Por um lado, o PS funde várias figuras de acção popular, contidas em vários diplomas, num só diploma, o que pode ser vantajoso ou desvantajoso. Há quem, francamente, prefira que seja a Lei do Ambiente a definir em pormenor o regime de intervenção junto da Administração ou dos tribunais para defesa desse tipo de meios e de valores. O mesmo sucedendo em relação aos consumidores.
Por outro lado, o PS define algumas regras processuais específicas, matéria de grande melindre e que envolve - se se quiser fazer num único diploma - questões de direito processual civil, de direito processual penal, de direito processual administrativo, questões estas que têm de ser separadas e distintamente tratadas para evitar regimes que sejam puramente confusos.

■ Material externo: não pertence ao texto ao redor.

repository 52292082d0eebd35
//! Request handlers grouped by resource.

pub mod campaign;
pub mod health;
pub mod numbers;
pub mod participants;
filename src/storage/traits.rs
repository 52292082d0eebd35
//! Storage trait definitions.
//!
//! These traits define the interface for storage backends, enabling swapping
//! between different implementations without changing business logic.

use std::collections::HashSet;

use async_trait::async_trait;

use crate::domain::{CampaignConfig, IssuedNumber, Participant};
use crate::error::StorageResult;

/// Campaign configuration storage.
///
/// The campaign has exactly one configuration record.
#[async_trait]
pub trait CampaignStorage: Send + Sync {
    /// Load the stored configuration, if one was ever saved.
    async fn get_campaign_config(&self) -> StorageResult<Option<CampaignConfig>>;

    /// Replace the stored configuration.
    async fn save_campaign_config(&self, config: &CampaignConfig) -> StorageResult<()>;
}

/// Participant registry.
#[async_trait]
pub trait ParticipantStorage: Send + Sync {
    /// Insert a new participant.
    ///
    /// Fails with `StorageError::Conflict` when the document is already registered.
    async fn insert_participant(&self, participant: &Participant) -> StorageResult<()>;

    /// Look up a participant by normalized document.
    async fn get_participant(&self, document: &str) -> StorageResult<Option<Participant>>;
}

/// Issued-number ledger.
///
/// The ledger is the source of truth for uniqueness: no value may appear twice.
#[async_trait]
pub trait NumberStorage: Send + Sync {
    /// Every issued value in `[start, end)`.
    async fn issued_in_range(&self, start: u64, end: u64) -> StorageResult<HashSet<u64>>;

    /// Insert a batch of numbers atomically.
    ///
    /// If any value is already taken (or repeated within the batch) nothing is
    /// written and `StorageError::Conflict` is returned.
    async fn insert_numbers(&self, numbers: &[IssuedNumber]) -> StorageResult<()>;

    /// All numbers owned by `document`, ascending by value.
    async fn numbers_for_participant(&self, document: &str) -> StorageResult<Vec<IssuedNumber>>;

    /// Count numbers owned by `document`, optionally only those issued at or
    /// after `since` (milliseconds since epoch).
    async fn count_for_participant(&self, document: &str, since: Option<i64>)
    -> StorageResult<u64>;

    /// Count all numbers issued at or after `since` (milliseconds since epoch).
    async fn count_issued_since(&self, since: i64) -> StorageResult<u64>;
}

/// Named cursors for resumable generation.
#[async_trait]
pub trait SequenceStorage: Send + Sync {
    /// Current value of a cursor, if it was ever stored.
    async fn get_cursor(&self, name: &str) -> StorageResult<Option<u64>>;

    /// Store a cursor value, creating it when absent.
    async fn set_cursor(&self, name: &str, value: u64) -> StorageResult<()>;

    /// Store `value` only if the cursor still holds `expected` (`None` means
    /// absent). Returns whether the write happened.
    async fn compare_and_set_cursor(
        &self,
        name: &str,
        expected: Option<u64>,
        value: u64,
    ) -> StorageResult<bool>;
}

/// Combined storage trait for all storage operations.
#[async_trait]
pub trait Storage: CampaignStorage + ParticipantStorage + NumberStorage + SequenceStorage {
    /// Check if the storage backend is healthy and reachable.
    async fn health_check(&self) -> StorageResult<()>;

    /// Get the storage backend name.
    fn backend_name(&self) -> &'static str;
}
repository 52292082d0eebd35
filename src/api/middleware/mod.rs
//! Request middleware.

pub mod auth;
//! Lucky-number allocation.
//!
//! Ties the pieces together for one generation request: participant lookup,
//! limit check, generation against the issued set, atomic insert and
//! formatting. The storage insert is the uniqueness authority; when it
//! reports a duplicate the request is regenerated against a fresh read.

use std::sync::Arc;
use std::time::Instant;

use uuid::Uuid;

use crate::config::GenerationConfig;
use crate::domain::{
    Algorithm, Allocation, IssuedNumber, NumberEntry, ParticipantNumbersResponse,
    normalize_document,
};
use crate::error::{AppError, Result, StorageError};
use crate::service::formatter::format_number;
use crate::service::generator::{GenerationRequest, NumberGenerator};
use crate::service::limits::{LimitDecision, UsageCounts, campaign_day_start, check_and_reserve};
use crate::service::series::{compute_series, total_capacity};
use crate::storage::traits::Storage;

/// Cursor used by the sequential algorithm.
pub const SEQUENTIAL_CURSOR: &str = "sequential";

/// Service that hands out lucky numbers to participants.
pub struct AllocationService {
    /// Storage backend.
    storage: Arc<dyn Storage>,
    generator: NumberGenerator,
    max_request_quantity: u32,
    conflict_retries: u32,
}

impl AllocationService {
    /// Create a new allocation service.
    pub fn new(storage: Arc<dyn Storage>, config: &GenerationConfig) -> Self {
        Self::with_generator(storage, config, NumberGenerator::new())
    }

    /// Create an allocation service with a specific generator.
    pub fn with_generator(
        storage: Arc<dyn Storage>,
        config: &GenerationConfig,
        generator: NumberGenerator,
    ) -> Self {
        Self {
            storage,
            generator,
            max_request_quantity: config.max_request_quantity,
            conflict_retries: config.conflict_retries,
        }
    }

    /// Issue `quantity` new lucky numbers to the participant behind `document`.
    ///
    /// # Errors
    ///
    /// - `InvalidQuantity` if `quantity` is zero or above the per-request cap
    /// - `ParticipantNotFound` if the document is not registered
    /// - `LimitExceeded` if an enabled limit would be passed
    /// - `CapacityExhausted` if the number space cannot hold the request
    /// - `StorageConflict` if every attempt collided with a concurrent writer
    pub async fn allocate(&self, document: &str, quantity: u32) -> Result<Allocation> {
        let started = Instant::now();

        if quantity == 0 {
            return Err(AppError::InvalidQuantity(
                "quantity must be at least 1".to_string(),
            ));
        }
        if quantity > self.max_request_quantity {
            return Err(AppError::InvalidQuantity(format!(
                "quantity must not exceed {}",
                self.max_request_quantity
            )));
        }

        let document = normalize_document(document).map_err(AppError::BadRequest)?;
        if self.storage.get_participant(&document).await?.is_none() {
            return Err(AppError::ParticipantNotFound(document));
        }

        let config = self
            .storage
            .get_campaign_config()
            .await?
            .unwrap_or_default();
        let series = compute_series(config.series_count)?;
        let bound = total_capacity(config.series_count);

        let now = chrono::Utc::now();
        let day_start =
            campaign_day_start(now, config.limits.day_boundary_offset_minutes).timestamp_millis();
        let usage = UsageCounts {
            participant_total: self.storage.count_for_participant(&document, None).await?,
            participant_daily: self
                .storage
                .count_for_participant(&document, Some(day_start))
                .await?,
            global_daily: self.storage.count_issued_since(day_start).await?,
        };

        if let LimitDecision::Deny(reason) =
            check_and_reserve(&document, u64::from(quantity), usage, &config.limits)
        {
            metrics::counter!("lucky_number_limit_denials_total", "reason" => reason.as_str())
                .increment(1);
            return Err(AppError::LimitExceeded(reason));
        }

        let sequential = config.algorithm.algorithm == Algorithm::Sequential;
        let allocation_id = Uuid::new_v4();
        let attempts = self.conflict_retries.saturating_add(1);

        for attempt in 1..=attempts {
            let issued = self.storage.issued_in_range(0, bound).await?;
            let cursor = if sequential {
                self.storage.get_cursor(SEQUENTIAL_CURSOR).await?
            } else {
                None
            };

            let generated = self.generator.generate(&GenerationRequest {
                quantity,
                bound,
                issued: &issued,
                algorithm: &config.algorithm,
                cursor,
            })?;

            let issued_at = chrono::Utc::now().timestamp_millis();
            let records: Vec<IssuedNumber> = generated
                .numbers
                .iter()
                .map(|&number| IssuedNumber {
                    number,
                    document: document.clone(),
                    allocation_id,
                    issued_at,
                })
                .collect();

            match self.storage.insert_numbers(&records).await {
                Ok(()) => {}
                Err(StorageError::Conflict(detail)) => {
                    metrics::counter!("lucky_number_allocation_conflicts_total").increment(1);
                    tracing::warn!(
                        document = %document,
                        attempt,
                        attempts,
                        detail = %detail,
                        "Issued-number conflict, regenerating"
                    );
                    continue;
                }
                Err(e) => return Err(e.into()),
            }

            // Only advance from the value this attempt scanned from, so a slower
            // request or a reseed from a config change is never overwritten.
            if let Some(next) = generated.next_cursor.filter(|_| sequential)
                && !self
                    .storage
                    .compare_and_set_cursor(SEQUENTIAL_CURSOR, cursor, next)
                    .await?
            {
                tracing::debug!(next, "Sequential cursor moved concurrently, keeping it");
            }

            let formatted = generated
                .numbers
                .iter()
                .map(|&n| format_number(n, &config.format))
                .collect();

            metrics::counter!(
                "lucky_numbers_issued_total",
                "algorithm" => config.algorithm.algorithm.to_string()
            )
            .increment(u64::from(quantity));
            metrics::histogram!("lucky_number_allocation_duration_seconds")
                .record(started.elapsed().as_secs_f64());

            tracing::info!(
                document = %document,
                %allocation_id,
                quantity,
                series = series.len(),
                algorithm = %config.algorithm.algorithm,
                attempt,
                "Lucky numbers issued"
            );

            return Ok(Allocation {
                allocation_id,
                document,
                numbers: generated.numbers,
                formatted,
                issued_at,
            });
        }

        Err(AppError::StorageConflict(attempts))
    }

    /// Every number the participant holds, with display strings.
    ///
    /// # Errors
    ///
    /// Returns `ParticipantNotFound` if the document is not registered, or an
    /// error if storage fails.
    pub async fn list_numbers(&self, document: &str) -> Result<ParticipantNumbersResponse> {
        let document = normalize_document(document).map_err(AppError::BadRequest)?;
        if self.storage.get_participant(&document).await?.is_none() {
            return Err(AppError::ParticipantNotFound(document));
        }

        let config = self
            .storage
            .get_campaign_config()
            .await?
            .unwrap_or_default();
        let numbers: Vec<NumberEntry> = self
            .storage
            .numbers_for_participant(&document)
            .await?
            .into_iter()
            .map(|issued| NumberEntry {
                formatted: format_number(issued.number, &config.format),
                number: issued.number,
                allocation_id: issued.allocation_id,
                issued_at: issued.issued_at,
            })
            .collect();

        Ok(ParticipantNumbersResponse {
            document,
            total: numbers.len(),
            numbers,
        })
    }
}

Em terceiro lugar, define os efeitos do caso julgado em condições que têm também de ser diferenciadas. Não é a mesma coisa definir os efeitos de uma acção popular em defesa de um bem que uma autarquia local perdeu unanimemente e quiçá estultamente, ou defender os interesses dos moradores de uma zona atingida por uma catástrofe ecológica. A lei tem de ser diferente!

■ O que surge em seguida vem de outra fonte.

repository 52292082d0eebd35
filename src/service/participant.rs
//! Participant registration.

use std::sync::Arc;

use crate::domain::{Participant, RegisterParticipantRequest, normalize_document};
use crate::error::{AppError, Result, StorageError};
use crate::storage::traits::Storage;

/// Service for registering and looking up participants.
pub struct ParticipantService {
    /// Storage backend.
    storage: Arc<dyn Storage>,
}

impl ParticipantService {
    /// Create a new participant service.
    pub fn new(storage: Arc<dyn Storage>) -> Self {
        Self { storage }
    }

    /// Register a participant under its normalized document.
    ///
    /// # Errors
    ///
    /// Returns `BadRequest` for invalid input, `ParticipantExists` if the
    /// document is already registered, or an error if storage fails.
    pub async fn register(&self, request: RegisterParticipantRequest) -> Result<Participant> {
        request.validate().map_err(AppError::BadRequest)?;
        let document = normalize_document(&request.document).map_err(AppError::BadRequest)?;

        let participant = Participant {
            document,
            name: request.name.trim().to_string(),
            email: request.email.map(|e| e.trim().to_lowercase()),
            phone: request.phone,
            registered_at: chrono::Utc::now().timestamp_millis(),
        };

        match self.storage.insert_participant(&participant).await {
            Ok(()) => {
                tracing::info!(document = %participant.document, "Participant registered");
                Ok(participant)
            }
            Err(StorageError::Conflict(_)) => {
                Err(AppError::ParticipantExists(participant.document))
            }
            Err(e) => Err(e.into()),
        }
    }

    /// Look up a participant. `document` may carry punctuation.
    ///
    /// # Errors
    ///
    /// Returns `BadRequest` for a malformed document, `ParticipantNotFound`
    /// if nobody is registered under it, or an error if storage fails.
    pub async fn get(&self, document: &str) -> Result<Participant> {
        let document = normalize_document(document).map_err(AppError::BadRequest)?;
        self.storage
            .get_participant(&document)
            .await?
            .ok_or(AppError::ParticipantNotFound(document))
    }
}

#[cfg(test)]
mod tests {
    use super::*;
    use crate::storage::MemoryStorage;

    fn request(document: &str, name: &str) -> RegisterParticipantRequest {
        RegisterParticipantRequest {
            document: document.to_string(),
            name: name.to_string(),
            email: Some("Maria@Example.com ".to_string()),
            phone: None,
        }
    }

    fn service() -> ParticipantService {
        ParticipantService::new(Arc::new(MemoryStorage::new()))
    }

    #[tokio::test]
    async fn test_register_normalizes() {
        let service = service();
        let participant = service
            .register(request("123.456.789-01", "  Maria Silva "))
            .await
            .unwrap();

        assert_eq!(participant.document, "12345678901");
        assert_eq!(participant.name, "Maria Silva");
        assert_eq!(participant.email.as_deref(), Some("maria@example.com"));

        let found = service.get("123456789-01").await.unwrap();
        assert_eq!(found, participant);
    }

    #[tokio::test]
    async fn test_duplicate_document() {
        let service = service();
        service
            .register(request("12345678901", "Maria Silva"))
            .await
            .unwrap();

        let result = service
            .register(request("123.456.789-01", "Outra Pessoa"))
            .await;
        assert!(matches!(result, Err(AppError::ParticipantExists(doc)) if doc == "12345678901"));
    }

    #[tokio::test]
    async fn test_invalid_input() {
        let service = service();
        assert!(matches!(
            service.register(request("123", "Maria Silva")).await,
            Err(AppError::BadRequest(_))
        ));
        assert!(matches!(
            service.register(request("12345678901", "Al")).await,
            Err(AppError::BadRequest(_))
        ));
    }

    #[tokio::test]
    async fn test_unknown_participant() {
        let service = service();
        assert!(matches!(
            service.get("98765432100").await,
            Err(AppError::ParticipantNotFound(_))
        ));
    }
}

Por outro lado, procura esboçar um regime indemnizatório, coisa de complexa construção. De complexa construção mas de construção necessária. E a esse esforço, em nosso entender, devemos lançar mãos. Como será o nascituro? Devo dizer, também francamente, que não sei, a minha bancada não sabe. Mas propomos que se faça, a tempo, uma ecografia legislativa que evite que, em vez de criarmos não uma bela adormecida mas uma boa criatura jurídica, criemos um aberrante monstro frankenstaniano. E estamos perfeitamente a tempo de o evitar.
Pela nossa parte, Srs. Deputados, entendemos que, para que proliferem as iniciativas cívicas a que por esta via a Constituição apela, é necessário muito mais do que uma lei que proclame e delimite o direito de acção popular.

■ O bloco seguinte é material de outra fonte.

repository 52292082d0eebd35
//! Domain models for the lucky-number campaign.
//!
//! This module contains the campaign configuration, series, issued numbers,
//! participants and API contracts.

pub mod campaign;
pub mod dto;
pub mod number;
pub mod participant;

pub use campaign::{
    Algorithm, AlgorithmConfig, CampaignConfig, ChecksumAlgorithm, FormatConfig, LimitConfig,
    LimitReason,
};
pub use dto::{
    ApiResponse, FormatPreviewResponse, GenerateRequest, NumberEntry, ParticipantNumbersResponse,
    RegisterParticipantRequest, SeriesResponse, SeriesUpdate,
};
pub use number::{Allocation, IssuedNumber, SERIES_WIDTH, Series};
pub use participant::{Participant, normalize_document};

É necessário, desde logo, inventar novas formas de diálogo entre a Administração Pública e os cidadãos, canais de participação e intervenção em situações de emergência, tanto sanitária como ambiental ou outras relacionadas com os direitos dos consumidores.
É necessário, por outro lado, que se concretizem reformas das leis de processo civil, administrativo e penal; acções, por exemplo, de suspensão de obras ilegais; acções de intimação para reparar ou proteger bens ameaçados; acções destinadas a obter a destruição de obras ilegalmente efectuadas atentórias do património cultural; mandados e injunções tendentes a proibir actos de poluição ou a quebrar a inércia das autoridades perante a sua prática.
É necessário, também, um regime de isenções de preparos e custas e de apoio judiciário gratuito que encoraje, e não desincentive, os esforços privados em defesa do interesse público.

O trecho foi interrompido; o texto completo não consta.